#### [Dataset records]
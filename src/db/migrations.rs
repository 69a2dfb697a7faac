//! Forward-only schema migration framework.
//!
//! Tracks the schema version in `schema_meta` and runs sequential migrations
//! to bring the database up to [`CURRENT_SCHEMA_VERSION`].

use rusqlite::Connection;

/// The schema version that the current binary expects.
pub const CURRENT_SCHEMA_VERSION: u32 = 2;

/// Get the current schema version from the database.
pub fn get_schema_version(conn: &Connection) -> rusqlite::Result<u32> {
    conn.query_row(
        "SELECT value FROM schema_meta WHERE key = 'schema_version'",
        [],
        |row| {
            let val: String = row.get(0)?;
            Ok(val.parse::<u32>().unwrap_or(0))
        },
    )
}

/// Update the stored schema version.
fn update_schema_version(conn: &Connection, version: u32) -> rusqlite::Result<()> {
    conn.execute(
        "UPDATE schema_meta SET value = ?1 WHERE key = 'schema_version'",
        [version.to_string()],
    )?;
    Ok(())
}

/// Get the stored embedding model identifier, if any.
pub fn get_embedding_model(conn: &Connection) -> rusqlite::Result<Option<String>> {
    match conn.query_row(
        "SELECT value FROM schema_meta WHERE key = 'embedding_model'",
        [],
        |row| row.get::<_, String>(0),
    ) {
        Ok(val) => Ok(Some(val)),
        Err(rusqlite::Error::QueryReturnedNoRows) => Ok(None),
        Err(e) => Err(e),
    }
}

/// Run any pending forward-only migrations.
pub fn run_migrations(conn: &Connection) -> rusqlite::Result<()> {
    let mut version = get_schema_version(conn)?;
    tracing::debug!(schema_version = version, target = CURRENT_SCHEMA_VERSION, "checking migrations");

    while version < CURRENT_SCHEMA_VERSION {
        let next = version + 1;
        tracing::info!(from = version, to = next, "running migration");

        match next {
            2 => migrate_v1_to_v2(conn)?,
            _ => {
                tracing::error!(version = next, "unknown migration target");
                break;
            }
        }

        update_schema_version(conn, next)?;
        version = next;
    }

    Ok(())
}

/// Migration v1 → v2: record the expected embedding model so a future model
/// swap can detect incompatible stored vectors.
fn migrate_v1_to_v2(conn: &Connection) -> rusqlite::Result<()> {
    conn.execute(
        "INSERT OR IGNORE INTO schema_meta (key, value) VALUES ('embedding_model', 'all-MiniLM-L6-v2')",
        [],
    )?;
    Ok(())
}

#### [Work instruction]
Search the entries above for the string "tracing". Copy each line that holds it.

#### [Solved problem]
    tracing::debug!(schema_version = version, target = CURRENT_SCHEMA_VERSION, "checking migrations");
        tracing::info!(from = version, to = next, "running migration");
                tracing::error!(version = next, "unknown migration target");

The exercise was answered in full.